## ACTION ITEM
Show all lines of the entries in which the word "QueryCount" is found.
PROVIDED RECORDS: Begin
//! Whitespace tokenization
//!
//! Text is case-folded and split on runs of Unicode whitespace. There is no
//! stemming and no punctuation stripping: `"escape,"` and `"escape"` are
//! different tokens.

/// Lower-case `text` and split it on whitespace.
///
/// Tokens keep their left-to-right order and duplicates are preserved.
/// Leading, trailing and repeated whitespace never produce empty tokens.
pub fn tokenize(text: &str) -> Vec<String> {
    text.to_lowercase()
        .split_whitespace()
        .map(str::to_string)
        .collect()
}

/// A whitespace tokenizer
#[derive(Debug, Clone, Copy, Default)]
pub struct Tokenizer;

impl Tokenizer {
    /// Create a new tokenizer
    pub fn new() -> Self {
        Self
    }

    /// Tokenize text into normalized word tokens
    pub fn tokenize(&self, text: &str) -> Vec<String> {
        tokenize(text)
    }

    /// Tokenize text without allocating a token vector.
    ///
    /// The lower-cased copy of `text` is still allocated once; each token
    /// borrows from it through the callback.
    pub fn for_each_token<F>(&self, text: &str, mut f: F)
    where
        F: FnMut(&str),
    {
        let lowered = text.to_lowercase();
        for token in lowered.split_whitespace() {
            f(token);
        }
    }
}
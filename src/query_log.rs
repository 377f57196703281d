//! Query log and popularity statistics
//!
//! Every search issued through [`crate::search::SearchService`] is recorded
//! here. The log lives in memory only; persisting it is up to the host.

use rustc_hash::FxHashMap;
use serde::{Deserialize, Serialize};

/// Number of entries in the "top queries" part of [`QueryStatistics`]
pub const TOP_QUERIES: usize = 5;

/// Default length of a popular-queries listing
pub const DEFAULT_POPULAR_LIMIT: usize = 10;

/// Which kind of search produced a log entry
#[derive(Debug, Clone, Copy, PartialEq, Eq, Hash, Serialize, Deserialize)]
#[serde(rename_all = "snake_case")]
pub enum QueryKind {
    /// Free-text keyword search
    Keyword,
    /// Structured genre + release year lookup
    GenreYear,
}

impl QueryKind {
    pub fn as_str(&self) -> &'static str {
        match self {
            QueryKind::Keyword => "keyword",
            QueryKind::GenreYear => "genre_year",
        }
    }
}

/// A recorded query
#[derive(Debug, Clone, PartialEq, Eq, Serialize, Deserialize)]
pub struct QueryRecord {
    /// 1-based position in the log
    pub id: u64,
    pub text: String,
    pub kind: QueryKind,
}

/// How often a query text was issued
#[derive(Debug, Clone, PartialEq, Eq, Serialize, Deserialize)]
pub struct QueryCount {
    pub text: String,
    pub count: usize,
}

/// Summary of the log
#[derive(Debug, Clone, Default, PartialEq, Eq, Serialize, Deserialize)]
pub struct QueryStatistics {
    /// Total number of recorded queries
    pub total: usize,
    /// Number of distinct query texts
    pub unique: usize,
    /// Most frequent query texts, at most [`TOP_QUERIES`]
    pub top: Vec<QueryCount>,
}

/// Append-only log of issued queries
#[derive(Debug, Clone, Default)]
pub struct QueryLog {
    entries: Vec<QueryRecord>,
}

impl QueryLog {
    pub fn new() -> Self {
        Self::default()
    }

    /// Record a query and return its id
    pub fn record(&mut self, text: impl Into<String>, kind: QueryKind) -> u64 {
        let id = self.entries.len() as u64 + 1;
        self.entries.push(QueryRecord {
            id,
            text: text.into(),
            kind,
        });
        id
    }

    pub fn entries(&self) -> &[QueryRecord] {
        &self.entries
    }

    pub fn len(&self) -> usize {
        self.entries.len()
    }

    pub fn is_empty(&self) -> bool {
        self.entries.is_empty()
    }

    /// Query texts grouped by exact text, most frequent first.
    ///
    /// Texts with the same count are ordered by their first appearance in
    /// the log. `limit` of 0 returns every distinct text.
    pub fn popular(&self, limit: usize) -> Vec<QueryCount> {
        // Slot index per text, in first-appearance order.
        let mut slots: FxHashMap<&str, usize> = FxHashMap::default();
        let mut counts: Vec<QueryCount> = Vec::new();

        for entry in &self.entries {
            match slots.get(entry.text.as_str()).copied() {
                Some(slot) => counts[slot].count += 1,
                None => {
                    slots.insert(entry.text.as_str(), counts.len());
                    counts.push(QueryCount {
                        text: entry.text.clone(),
                        count: 1,
                    });
                }
            }
        }

        counts.sort_by(|a, b| b.count.cmp(&a.count));
        if limit > 0 {
            counts.truncate(limit);
        }
        counts
    }

    /// Number of distinct query texts
    pub fn unique_count(&self) -> usize {
        self.entries
            .iter()
            .map(|e| e.text.as_str())
            .collect::<rustc_hash::FxHashSet<_>>()
            .len()
    }

    pub fn statistics(&self) -> QueryStatistics {
        QueryStatistics {
            total: self.len(),
            unique: self.unique_count(),
            top: self.popular(TOP_QUERIES),
        }
    }

    /// Number of recorded queries of the given kind
    pub fn count_kind(&self, kind: QueryKind) -> usize {
        self.entries.iter().filter(|e| e.kind == kind).count()
    }
}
PROVIDED RECORDS: End
## RESULT OF THIS TASK
pub struct QueryCount {
    pub top: Vec<QueryCount>,
    pub fn popular(&self, limit: usize) -> Vec<QueryCount> {
        let mut counts: Vec<QueryCount> = Vec::new();
                    counts.push(QueryCount {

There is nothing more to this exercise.